A.
BUDAYA
ETIKA (Corporate Culture)
Budaya merupakan
hal-hal yang berkaitan dengan budi dan akal manusia. Sedangkan etika merupakan
sebuah sesuatu dimana dan bagaimana cabang utama filsafat yang mempelajari nilai atau kualitas yang menjadi studi mengenai standar dan
penilaian moral. Dalam
perusahaan, hubungan antara pimpinan dengan instansi merupakan dasar budaya etika.
Corporate culture (budaya
perusahaan) merupakan konsep yang berkembang dari ilmu manajemen serta
psikologi industri dan organisasi, yang
mana tujuan dari budaya perusahaan ini adalah untuk meningkatkan kinerja
organisasi (perusahaan).
Pemikiran tentang corporate culture ini berawal dari pengembangan ilmu yakni ilmu manajemen,
organisasi dan psikologi industri. Dalam pelaksanaan organisasi perusahaan
diperlukan adanya suatu hubungan yang baik antara semua bidang atau departemen.
Djokosantoso Moeljono
mendefinisikan corporate culture
sebagai suatu sistem nilai yang diyakini oleh semua anggota organisasi dan yang
dipelajari, diterapkan, serta dikembangkan secara berkesinambungan, berfungsi
sebagai sistem perekat, dan dijadikan acuan berperilaku dalam organsisasi untuk
mencapai tujuan perusahaan yang telah ditetapkan.
Menurut Martin
Hann, ada sepuluh parameter budaya perusahaan yang baik antara lain:
1.
Pride of the organization
2.
Orientation
towards (top) achievements
3.
Teamwork
and communication
4.
Supervision
and leadership
5.
Profit
orientation and cost awareness
6.
Employee
relationships
7.
Client
and consumer relations
8.
Honesty
and safety
9.
Education
and development
10. Innovation
Hubungan antara CEO dengan perusahaan merupakan dasar budaya
etika. Jika perusahaan harus etis, maka manajemen puncak harus etis dalam semua
tindakan dan kata-katanya. Manajemen puncak memimpin dengan memberi contoh.

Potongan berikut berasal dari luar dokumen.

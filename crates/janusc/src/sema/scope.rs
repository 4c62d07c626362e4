//! Scoped symbol table
//!
//! Scopes form a tree linked by parent ids — an arena, so scopes survive
//! after they are popped and later passes (hover, validation) can still
//! inspect them. Name resolution walks outward and returns `None` on a miss;
//! callers decide the error policy, which is what lets the analyzer attach
//! edit-distance suggestions to unresolved identifiers.

use crate::ast::{Interner, StrId};
use crate::common::Span;
use crate::sema::types::TypeId;
use std::collections::HashMap;

/// Handle to a symbol in the table's arena
#[derive(Debug, Clone, Copy, PartialEq, Eq, Hash)]
pub struct SymbolId(u32);

impl SymbolId {
    pub fn index(self) -> usize {
        self.0 as usize
    }
}

/// Handle to a scope in the table's arena
#[derive(Debug, Clone, Copy, PartialEq, Eq, Hash)]
pub struct ScopeId(u32);

impl ScopeId {
    /// The unit-level root scope
    pub const ROOT: ScopeId = ScopeId(0);

    pub fn index(self) -> usize {
        self.0 as usize
    }
}

/// Symbol visibility outside its declaring unit
#[derive(Debug, Clone, Copy, PartialEq, Eq, Default)]
pub enum Visibility {
    Public,
    #[default]
    Private,
}

impl Visibility {
    pub fn name(self) -> &'static str {
        match self {
            Self::Public => "public",
            Self::Private => "private",
        }
    }
}

/// Kind of named value
#[derive(Debug, Clone, Copy, PartialEq, Eq)]
pub enum SymbolKind {
    Variable,
    Function,
}

impl SymbolKind {
    pub fn name(self) -> &'static str {
        match self {
            Self::Variable => "variable",
            Self::Function => "function",
        }
    }
}

/// A declared name
///
/// `ty` starts unset and is filled in when inference concludes; before that
/// every use of the symbol shares one inference variable through this field.
#[derive(Debug, Clone)]
pub struct Symbol {
    pub name: StrId,
    pub kind: SymbolKind,
    pub ty: Option<TypeId>,
    pub declaration_span: Span,
    pub scope: ScopeId,
    pub visibility: Visibility,
    pub mutable: bool,
    /// Whether the declaration carried an initializer (seeds definite
    /// assignment)
    pub has_initializer: bool,
}

/// One scope: symbols and type names declared directly in it
#[derive(Debug, Default)]
struct Scope {
    parent: Option<ScopeId>,
    symbols: HashMap<StrId, SymbolId>,
    types: HashMap<StrId, TypeId>,
}

/// The scoped symbol table for one analysis session
#[derive(Debug)]
pub struct SymbolTable {
    scopes: Vec<Scope>,
    symbols: Vec<Symbol>,
    current: ScopeId,
}

impl SymbolTable {
    pub fn new() -> Self {
        Self {
            scopes: vec![Scope::default()],
            symbols: Vec::new(),
            current: ScopeId::ROOT,
        }
    }

    pub fn current_scope(&self) -> ScopeId {
        self.current
    }

    /// Enter a new child scope of the current one
    pub fn push_scope(&mut self) -> ScopeId {
        let id = ScopeId(self.scopes.len() as u32);
        self.scopes.push(Scope {
            parent: Some(self.current),
            ..Scope::default()
        });
        self.current = id;
        id
    }

    /// Leave the current scope. Returns false when already at the root,
    /// which callers treat as a broken push/pop invariant.
    pub fn pop_scope(&mut self) -> bool {
        match self.scopes[self.current.index()].parent {
            Some(parent) => {
                self.current = parent;
                true
            }
            None => false,
        }
    }

    /// Declare a symbol in the current scope.
    ///
    /// Redeclaring a name already present in the *same* scope is an error
    /// and returns the existing symbol (its declaration span feeds the
    /// `DuplicateDefinition` diagnostic). Shadowing an outer scope is legal.
    pub fn define(&mut self, symbol: Symbol) -> Result<SymbolId, SymbolId> {
        if let Some(&existing) = self.scopes[self.current.index()].symbols.get(&symbol.name) {
            return Err(existing);
        }
        let id = SymbolId(self.symbols.len() as u32);
        self.scopes[self.current.index()].symbols.insert(symbol.name, id);
        self.symbols.push(symbol);
        Ok(id)
    }

    pub fn symbol(&self, id: SymbolId) -> &Symbol {
        &self.symbols[id.index()]
    }

    pub fn symbol_mut(&mut self, id: SymbolId) -> &mut Symbol {
        &mut self.symbols[id.index()]
    }

    pub fn symbol_count(&self) -> usize {
        self.symbols.len()
    }

    pub fn symbols(&self) -> impl Iterator<Item = (SymbolId, &Symbol)> {
        self.symbols
            .iter()
            .enumerate()
            .map(|(i, s)| (SymbolId(i as u32), s))
    }

    /// Look up a name in one scope only, ignoring parents
    pub fn lookup_local(&self, scope: ScopeId, name: StrId) -> Option<SymbolId> {
        self.scopes[scope.index()].symbols.get(&name).copied()
    }

    /// Resolve a name by walking outward from `scope` through parent links.
    /// Returns `None` when no scope on the path declares it.
    pub fn resolve(&self, scope: ScopeId, name: StrId) -> Option<SymbolId> {
        let mut cursor = Some(scope);
        while let Some(id) = cursor {
            let scope = &self.scopes[id.index()];
            if let Some(&symbol) = scope.symbols.get(&name) {
                return Some(symbol);
            }
            cursor = scope.parent;
        }
        None
    }

    /// Resolve from the current scope
    pub fn resolve_current(&self, name: StrId) -> Option<SymbolId> {
        self.resolve(self.current, name)
    }

    // ==================== Type namespace ====================

    /// Declare a type name (struct/enum) in the current scope
    pub fn define_type(&mut self, name: StrId, ty: TypeId) -> Result<(), TypeId> {
        match self.scopes[self.current.index()].types.get(&name) {
            Some(&existing) => Err(existing),
            None => {
                self.scopes[self.current.index()].types.insert(name, ty);
                Ok(())
            }
        }
    }

    /// Resolve a type name by walking outward from `scope`
    pub fn resolve_type(&self, scope: ScopeId, name: StrId) -> Option<TypeId> {
        let mut cursor = Some(scope);
        while let Some(id) = cursor {
            let scope = &self.scopes[id.index()];
            if let Some(&ty) = scope.types.get(&name) {
                return Some(ty);
            }
            cursor = scope.parent;
        }
        None
    }

    // ==================== Suggestions ====================

    /// Every symbol visible from `scope` (innermost first). Shadowed outer
    /// symbols are still produced; suggestion ranking does not care.
    pub fn visible_symbols(&self, scope: ScopeId) -> Vec<SymbolId> {
        let mut out = Vec::new();
        let mut cursor = Some(scope);
        while let Some(id) = cursor {
            let scope = &self.scopes[id.index()];
            out.extend(scope.symbols.values().copied());
            cursor = scope.parent;
        }
        out
    }

    /// Rank visible names by edit distance to a misspelled identifier.
    ///
    /// Returns up to two candidates within a distance cutoff of one third of
    /// the name's length (at least one edit), best first, each with a
    /// confidence in 0..1.
    pub fn suggest(&self, scope: ScopeId, wanted: &str, interner: &Interner) -> Vec<(String, f32)> {
        let cutoff = (wanted.len() / 3).max(1);
        let mut candidates: Vec<(String, usize)> = self
            .visible_symbols(scope)
            .into_iter()
            .filter_map(|id| interner.resolve(self.symbol(id).name))
            .filter(|name| *name != wanted)
            .map(|name| (name.to_string(), edit_distance(wanted, name)))
            .filter(|(_, dist)| *dist <= cutoff)
            .collect();
        candidates.sort_by(|a, b| a.1.cmp(&b.1).then_with(|| a.0.cmp(&b.0)));
        candidates.dedup();

        let longest = wanted.len().max(1);
        candidates
            .into_iter()
            .take(2)
            .map(|(name, dist)| (name, 1.0 - dist as f32 / longest as f32))
            .collect()
    }
}

impl Default for SymbolTable {
    fn default() -> Self {
        Self::new()
    }
}

/// Levenshtein distance, two-row iterative form
pub fn edit_distance(a: &str, b: &str) -> usize {
    let a: Vec<char> = a.chars().collect();
    let b: Vec<char> = b.chars().collect();
    if a.is_empty() {
        return b.len();
    }
    if b.is_empty() {
        return a.len();
    }

    let mut prev: Vec<usize> = (0..=b.len()).collect();
    let mut row = vec![0usize; b.len() + 1];
    for (i, &ca) in a.iter().enumerate() {
        row[0] = i + 1;
        for (j, &cb) in b.iter().enumerate() {
            let substitute = prev[j] + usize::from(ca != cb);
            row[j + 1] = substitute.min(prev[j + 1] + 1).min(row[j] + 1);
        }
        std::mem::swap(&mut prev, &mut row);
    }
    prev[b.len()]
}

#[cfg(test)]
mod tests {
    use super::*;
    use pretty_assertions::assert_eq;

    fn variable(name: StrId, scope: ScopeId) -> Symbol {
        Symbol {
            name,
            kind: SymbolKind::Variable,
            ty: None,
            declaration_span: Span::default(),
            scope,
            visibility: Visibility::Private,
            mutable: false,
            has_initializer: false,
        }
    }

    #[test]
    fn duplicate_in_same_scope_is_rejected() {
        let mut interner = Interner::new();
        let x = interner.get_or_intern("x");
        let mut table = SymbolTable::new();

        let first = table.define(variable(x, table.current_scope())).unwrap();
        let err = table.define(variable(x, table.current_scope()));
        assert_eq!(err, Err(first));
    }

    #[test]
    fn shadowing_in_nested_scope_is_legal() {
        let mut interner = Interner::new();
        let x = interner.get_or_intern("x");
        let mut table = SymbolTable::new();

        let outer = table.define(variable(x, table.current_scope())).unwrap();
        let inner_scope = table.push_scope();
        let inner = table.define(variable(x, inner_scope)).unwrap();
        assert_ne!(outer, inner);

        // inner scope sees the shadow, outer still sees the original
        assert_eq!(table.resolve(inner_scope, x), Some(inner));
        assert!(table.pop_scope());
        assert_eq!(table.resolve_current(x), Some(outer));
    }

    #[test]
    fn resolve_walks_parents_and_misses_cleanly() {
        let mut interner = Interner::new();
        let x = interner.get_or_intern("x");
        let y = interner.get_or_intern("y");
        let mut table = SymbolTable::new();

        let outer = table.define(variable(x, table.current_scope())).unwrap();
        table.push_scope();
        table.push_scope();
        assert_eq!(table.resolve_current(x), Some(outer));
        assert_eq!(table.resolve_current(y), None);
        // lookup_local ignores parents
        assert_eq!(table.lookup_local(table.current_scope(), x), None);
    }

    #[test]
    fn pop_at_root_reports_imbalance() {
        let mut table = SymbolTable::new();
        assert!(!table.pop_scope());
        table.push_scope();
        assert!(table.pop_scope());
        assert!(!table.pop_scope());
    }

    #[test]
    fn edit_distance_basics() {
        assert_eq!(edit_distance("", "abc"), 3);
        assert_eq!(edit_distance("kitten", "sitting"), 3);
        assert_eq!(edit_distance("count", "count"), 0);
        assert_eq!(edit_distance("count", "count_"), 1);
    }

    #[test]
    fn suggestions_rank_by_distance() {
        let mut interner = Interner::new();
        let mut table = SymbolTable::new();
        for name in ["counter", "center", "pointer"] {
            let id = interner.get_or_intern(name);
            table.define(variable(id, table.current_scope())).unwrap();
        }

        let suggestions = table.suggest(table.current_scope(), "countr", &interner);
        assert_eq!(suggestions.len(), 1);
        assert_eq!(suggestions[0].0, "counter");
        assert!(suggestions[0].1 > 0.8);

        // nothing close enough
        assert!(table
            .suggest(table.current_scope(), "zzz", &interner)
            .is_empty());
    }
}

Perilaku ini adalah budaya etika.
Contohnya adalah
hubungan manajemen puncak yang harus berbudaya/beretika/etis dalam perkataannya
maupun tindakannya, sehingga ia dapat menjadi contoh bagi yang lainnya
(khususnya bawahannya) dalam artian bahwa manajemen puncak dapat membuat
seluruh organisasi dan karyawannya dapat menjalankan aktivitas sesuai konsep
etika yang berbudaya dan etis. Maka dari itu, diperlukan beberapa langkah
metode dalam mencapai hal tersebut, yakni:
a.
Corporate
Credo adalah suatu
pernyataan yang ringkas mengenai nilai-nilai yang ditegakkan perusahaan.
Komitmen Internal:
- Perusahaan
terhadap karyawan
- Karyawan
terhadap perusahaan
- Karyawan
terhadap karyawan lain
Komitmen Eksternal :
- Perusahaan
terhadap pelanggan
- Perusahaan
terhadap pemegang saham
- Perusahaan
terhadap masyarakat
b.
Program
Etika adalah suatu gambaran sistem dari aktivitas yang dirancang untuk mengatur
pegawai melaksanakan Corporate Credo.
c.
Kode
Etik Perusahaan adalah suatu aturan yang mengandung nilai-nilai etis/ etika
dalam menjalankan aktivitasnya. Contohnya IBM’s Business Conduct Guidelines(Panduan Perilaku Bisnis IBM).
B.
MENGEMBANGKAN STRUKTUR ETIKA KORPORASI
Dalam mengembangkan
struktur etika korporasi perlunya prinsip-prinsip moral etika ke dalam kegiatan
bisnis secara keseluruhan diterapkan, baik dalam entitas korporasi, menetapkan
sasaran bisnis, membangun jaringan dengan para pihak yang berkepentingan (stakeholders)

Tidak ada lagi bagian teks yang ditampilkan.